National Epilepsy Awareness Month – Spotlight on SUDEP

November is National Epilepsy Awareness Month (NEAM) and every year, I try to shine a spotlight on different topics related to seizures and epilepsy. You may have read in my previous blog post or elsewhere that 1 in 26 people will develop epilepsy in their lifetime, so it is more common than you might think!

You may be wondering what SUDEP stands for and what it is. SUDEP is an acronym for Sudden Unexpected Death in Epilepsy. It refers to unexpected deaths in persons with epilepsy that are not caused by injury, drowning, prolonged seizure (status epilepticus), or other known causes. There is often evidence of an associated seizure. According to the CDC, there are about 1.16 cases of SUDEP for every 1,000 people with epilepsy but this statistic can vary.

The underlying mechanism is not completely understood at this time. Some abnormalities identified include respiratory abnormalities, cardiac arrhythmia, and attenuation of cerebral function as common peri-ictal (occurring around the time of the seizure) phenomena. At this time, it is felt that the most likely explanation is profound cardiopulmonary depression. The event is often unwitnessed and the person may be found lying face down in bed.

The highest rates of SUDEP have been reported in people between the ages of 20 and 45 years old, in males, and people with childhood-onset epilepsy. It has been described in patients with generalized tonic-clonic seizures (GTCS) and focal epilepsy as well. The highest risk of SUDEP is in patients with GTCS (more than 3 per year). It has not been seen in patients that only have absence or myoclonic seizures. Myoclonic seizures are brief jerks of a body part or whole body and absence seizures are characterized by brief staring spells that may be associated with other signs or symptoms. I will have a blog post on different seizure types in the future since there are many.

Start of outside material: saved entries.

use thiserror::Error;

/// Error for UserId parsing failures
#[derive(Debug, Clone, Error, PartialEq, Eq)]
pub enum UserIdError {
    #[error("Invalid UUID format: {0}")]
    InvalidFormat(String),
}

/// Error for first/last name validation failures
#[derive(Debug, Clone, Error, PartialEq, Eq)]
pub enum NameError {
    #[error("{field} is required")]
    Missing { field: &'static str },
}

/// Error for EmailAddress validation failures
#[derive(Debug, Clone, Error, PartialEq, Eq)]
pub enum EmailError {
    #[error("email is required")]
    Missing,

    #[error("Invalid email format: {0}")]
    InvalidFormat(String),
}

/// Error for plaintext password validation failures
#[derive(Debug, Clone, Error, PartialEq, Eq)]
pub enum PasswordError {
    #[error("password is required")]
    Missing,

    #[error("Password too short: minimum {min} characters, got {actual}")]
    TooShort { min: usize, actual: usize },
}

/// Top-level error for all user-related operations
#[derive(Debug, Clone, Error)]
pub enum UserError {
    // Value object validation errors (automatically converted via #[from])
    #[error("Invalid name: {0}")]
    InvalidName(#[from] NameError),

    #[error("Invalid email: {0}")]
    InvalidEmail(#[from] EmailError),

    #[error("Invalid password: {0}")]
    InvalidPassword(#[from] PasswordError),

    // Domain-level errors
    #[error("Email already exists: {0}")]
    EmailAlreadyExists(String),

    #[error("Invalid credentials")]
    InvalidCredentials,

    #[error("Unauthorized")]
    Unauthorized,

    // Infrastructure errors
    #[error("Password hashing failed: {0}")]
    PasswordHashing(String),

    #[error("Token issuance failed: {0}")]
    TokenIssuance(String),

    #[error("Database error: {0}")]
    DatabaseError(String),
}
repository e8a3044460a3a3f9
pub mod repositories;
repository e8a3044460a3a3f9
use argon2::password_hash::rand_core::OsRng;
use argon2::password_hash::PasswordHash;
use argon2::password_hash::PasswordHasher as Argon2PasswordHasher;
use argon2::password_hash::PasswordVerifier;
use argon2::password_hash::SaltString;
use argon2::Argon2;

use super::errors::PasswordError;

/// Password hashing implementation.
///
/// Argon2id with the crate's default cost parameters. The parameters are fixed
/// here and never taken from caller input.
#[derive(Debug, Clone, Copy)]
pub struct PasswordHasher;

impl PasswordHasher {
    pub fn new() -> Self {
        Self
    }

    /// Hash a plaintext password with a fresh random salt.
    ///
    /// # Arguments
    /// * `password` - Plaintext password to hash
    ///
    /// # Returns
    /// PHC string format hash (includes algorithm, parameters, salt, and hash)
    ///
    /// # Errors
    /// * `HashingFailed` - Password hashing operation failed
    pub fn hash(&self, password: &str) -> Result<String, PasswordError> {
        let salt = SaltString::generate(&mut OsRng);

        Argon2::default()
            .hash_password(password.as_bytes(), &salt)
            .map(|hash| hash.to_string())
            .map_err(|e| PasswordError::HashingFailed(e.to_string()))
    }

    /// Check a plaintext candidate against a stored PHC hash.
    ///
    /// A stored hash that cannot be parsed never matches.
    pub fn verify(&self, password: &str, hash: &str) -> bool {
        let Ok(parsed_hash) = PasswordHash::new(hash) else {
            return false;
        };

        Argon2::default()
            .verify_password(password.as_bytes(), &parsed_hash)
            .is_ok()
    }
}

impl Default for PasswordHasher {
    fn default() -> Self {
        Self::new()
    }
}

Not surprisingly, SUDEP is also seen at higher rates in populations with socioeconomic barriers to care, including lack of employer, lack of access to to medications, and lack of access to appropriate medical providers. Other risk factors include severe epilepsy, treatment with 3 or more anti-seizure medications, intellectual disability, and genetic factors, such as having disorders associated with pathogenic variants in potassium and sodium channels, such as SCN1A.

As a pediatric neurologist, I don’t discuss SUDEP with my patients as early as I should. It is one of the scariest aspects of epilepsy but it is rare in children. However, the risk in children is not zero and these children also grow up to be young adults that are in the highest risk categories. Over the last few years, I have made an effort to discuss this topic with families in one of our first visits if appropriate. I realized that it is best that they hear it from their trusted doctors and not from reading it elsewhere or from other sources on the Internet for the first time. It can also help with prevention.

So what can we do? Although there is no definite way to absolutely prevent SUDEP, there are some things patients and families can do. We can work to achieve the best seizure control possible, which includes not skipping medication and reporting breakthrough seizures accurately. Seizure detection devices, such as watches, the presence of another individual in the bedroom, or using monitoring/listening devices in the room of a person at risk for SUDEP may help. Research is ongoing to help better understand SUDEP and hopefully ways to prevent it in the future.

Finally, the most important part of all is to continue to raise awareness about epilepsy and working for a cure!

My whole family working together to end epilepsy!

References

Pathak SJ, Yousaf MIK, Shah, VB. Sudden Unexpected Death in Epilepsy. [Updated September 2022 Sep 21]. In: StatPearls [Internet]. Treasure Island (FL): StatPearls Publishing:2022 Jan.

Epilepsy Foundation. SUDEP. www.epilepsy.com. March 29, 2022.

Centers for Disease Control and Prevention (CDC). SUDEP. www.cdc.gov. September 30, 2020.